● **Exercise brief**
Using the data below, return all lines in which "ManualScheduler" appears.

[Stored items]
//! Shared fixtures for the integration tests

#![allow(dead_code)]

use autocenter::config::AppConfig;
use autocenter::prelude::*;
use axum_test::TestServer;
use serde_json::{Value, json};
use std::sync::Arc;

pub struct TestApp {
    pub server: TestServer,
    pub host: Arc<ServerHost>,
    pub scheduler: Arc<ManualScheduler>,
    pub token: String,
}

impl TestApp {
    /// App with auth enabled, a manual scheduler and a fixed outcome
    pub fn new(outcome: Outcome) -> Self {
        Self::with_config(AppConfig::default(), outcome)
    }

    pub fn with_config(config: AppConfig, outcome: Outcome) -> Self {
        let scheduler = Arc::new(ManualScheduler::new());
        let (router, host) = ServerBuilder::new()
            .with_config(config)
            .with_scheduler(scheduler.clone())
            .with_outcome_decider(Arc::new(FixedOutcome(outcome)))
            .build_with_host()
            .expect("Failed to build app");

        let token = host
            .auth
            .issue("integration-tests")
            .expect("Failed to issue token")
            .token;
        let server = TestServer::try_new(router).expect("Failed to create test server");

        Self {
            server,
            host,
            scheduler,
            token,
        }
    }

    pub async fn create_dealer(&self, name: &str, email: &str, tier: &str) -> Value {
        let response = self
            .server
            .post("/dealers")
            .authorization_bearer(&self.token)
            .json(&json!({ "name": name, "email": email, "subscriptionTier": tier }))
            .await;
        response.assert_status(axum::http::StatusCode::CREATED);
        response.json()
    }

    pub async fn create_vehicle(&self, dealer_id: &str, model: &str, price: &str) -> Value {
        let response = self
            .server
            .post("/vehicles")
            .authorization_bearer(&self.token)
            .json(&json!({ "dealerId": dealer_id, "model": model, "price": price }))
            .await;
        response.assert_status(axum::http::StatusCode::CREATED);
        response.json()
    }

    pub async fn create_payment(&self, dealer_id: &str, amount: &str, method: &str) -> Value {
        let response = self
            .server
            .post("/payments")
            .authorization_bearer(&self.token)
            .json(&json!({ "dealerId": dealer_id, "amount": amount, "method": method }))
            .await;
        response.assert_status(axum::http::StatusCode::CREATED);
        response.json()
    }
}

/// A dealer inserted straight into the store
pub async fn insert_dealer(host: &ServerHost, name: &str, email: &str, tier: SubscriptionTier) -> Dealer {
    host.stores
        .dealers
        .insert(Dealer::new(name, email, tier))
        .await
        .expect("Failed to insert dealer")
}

● **Result of this task**
    pub scheduler: Arc<ManualScheduler>,
        let scheduler = Arc::new(ManualScheduler::new());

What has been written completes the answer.